[Exercise materials Boundary: Start]

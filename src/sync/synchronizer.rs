use chrono::{FixedOffset, NaiveDate, NaiveTime, TimeZone};
use thiserror::Error;

use crate::assignment::{Assignment, ColorCode};
use crate::sync::google_api::{
    ApiError, CalendarApi, EventDateTime, EventPayload, EventQuery, EventWindow,
};

pub const TIME_ZONE: &str = "Asia/Tokyo";
const UTC_OFFSET_SECONDS: i32 = 9 * 3600;

#[derive(Debug, Error)]
pub enum SyncError {
    #[error("API error: {0}")]
    ApiError(#[from] ApiError),
    #[error("Invalid due date {date:?}: {source}")]
    InvalidDate {
        date: String,
        source: chrono::ParseError,
    },
    #[error("Cannot place an event on {0}")]
    InvalidWindow(NaiveDate),
}

#[derive(Debug, Clone, Copy, PartialEq, Eq)]
pub enum SyncOutcome {
    Created,
    Updated,
}

pub fn tokyo_offset() -> FixedOffset {
    FixedOffset::east_opt(UTC_OFFSET_SECONDS).expect("UTC+9 is a valid offset")
}

impl EventWindow {
    pub fn for_due_date(date: NaiveDate) -> Option<Self> {
        let offset = tokyo_offset();
        let at = |hour| {
            let time = NaiveTime::from_hms_opt(hour, 0, 0)?;
            offset.from_local_datetime(&date.and_time(time)).single()
        };

        Some(Self {
            start: at(9)?,
            end: at(10)?,
        })
    }
}

pub struct Synchronizer<A: CalendarApi> {
    api: A,
    calendar_id: String,
}

impl<A: CalendarApi> Synchronizer<A> {
    pub fn new(api: A, calendar_id: String) -> Self {
        Self { api, calendar_id }
    }

    pub async fn sync(&self, assignment: &Assignment, color: ColorCode) -> Result<SyncOutcome, SyncError> {
        let due = assignment.due_date().map_err(|source| SyncError::InvalidDate {
            date: assignment.date.clone(),
            source,
        })?;
        let window = EventWindow::for_due_date(due).ok_or(SyncError::InvalidWindow(due))?;
        let payload = build_payload(assignment, color, window);

        let query = EventQuery {
            window,
            text: payload.summary.clone(),
        };
        let existing = self.api.list_events(&self.calendar_id, &query).await?;

        // Text search may return several hits; the first one wins.
        match existing.first() {
            Some(event) => {
                tracing::info!("Matched existing event {} ({:?})", event.id, event.summary);
                self.api.update_event(&self.calendar_id, &event.id, &payload).await?;
                Ok(SyncOutcome::Updated)
            }
            None => {
                self.api.insert_event(&self.calendar_id, &payload).await?;
                Ok(SyncOutcome::Created)
            }
        }
    }
}

pub fn build_payload(assignment: &Assignment, color: ColorCode, window: EventWindow) -> EventPayload {
    EventPayload {
        summary: assignment.summary(),
        description: assignment.description.clone(),
        start: EventDateTime::new(window.start, TIME_ZONE),
        end: EventDateTime::new(window.end, TIME_ZONE),
        color_id: color.color_id().to_string(),
    }
}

[Exercise materials Boundary: End]

● **Exercise objective**
Repeat the entire listing exactly.

● **Output**
filename src/sync/synchronizer.rs
use chrono::{FixedOffset, NaiveDate, NaiveTime, TimeZone};
use thiserror::Error;

use crate::assignment::{Assignment, ColorCode};
use crate::sync::google_api::{
    ApiError, CalendarApi, EventDateTime, EventPayload, EventQuery, EventWindow,
};

pub const TIME_ZONE: &str = "Asia/Tokyo";
const UTC_OFFSET_SECONDS: i32 = 9 * 3600;

#[derive(Debug, Error)]
pub enum SyncError {
    #[error("API error: {0}")]
    ApiError(#[from] ApiError),
    #[error("Invalid due date {date:?}: {source}")]
    InvalidDate {
        date: String,
        source: chrono::ParseError,
    },
    #[error("Cannot place an event on {0}")]
    InvalidWindow(NaiveDate),
}

#[derive(Debug, Clone, Copy, PartialEq, Eq)]
pub enum SyncOutcome {
    Created,
    Updated,
}

pub fn tokyo_offset() -> FixedOffset {
    FixedOffset::east_opt(UTC_OFFSET_SECONDS).expect("UTC+9 is a valid offset")
}

impl EventWindow {
    pub fn for_due_date(date: NaiveDate) -> Option<Self> {
        let offset = tokyo_offset();
        let at = |hour| {
            let time = NaiveTime::from_hms_opt(hour, 0, 0)?;
            offset.from_local_datetime(&date.and_time(time)).single()
        };

        Some(Self {
            start: at(9)?,
            end: at(10)?,
        })
    }
}

pub struct Synchronizer<A: CalendarApi> {
    api: A,
    calendar_id: String,
}

impl<A: CalendarApi> Synchronizer<A> {
    pub fn new(api: A, calendar_id: String) -> Self {
        Self { api, calendar_id }
    }

    pub async fn sync(&self, assignment: &Assignment, color: ColorCode) -> Result<SyncOutcome, SyncError> {
        let due = assignment.due_date().map_err(|source| SyncError::InvalidDate {
            date: assignment.date.clone(),
            source,
        })?;
        let window = EventWindow::for_due_date(due).ok_or(SyncError::InvalidWindow(due))?;
        let payload = build_payload(assignment, color, window);

        let query = EventQuery {
            window,
            text: payload.summary.clone(),
        };
        let existing = self.api.list_events(&self.calendar_id, &query).await?;

        // Text search may return several hits; the first one wins.
        match existing.first() {
            Some(event) => {
                tracing::info!("Matched existing event {} ({:?})", event.id, event.summary);
                self.api.update_event(&self.calendar_id, &event.id, &payload).await?;
                Ok(SyncOutcome::Updated)
            }
            None => {
                self.api.insert_event(&self.calendar_id, &payload).await?;
                Ok(SyncOutcome::Created)
            }
        }
    }
}

pub fn build_payload(assignment: &Assignment, color: ColorCode, window: EventWindow) -> EventPayload {
    EventPayload {
        summary: assignment.summary(),
        description: assignment.description.clone(),
        start: EventDateTime::new(window.start, TIME_ZONE),
        end: EventDateTime::new(window.end, TIME_ZONE),
        color_id: color.color_id().to_string(),
    }
}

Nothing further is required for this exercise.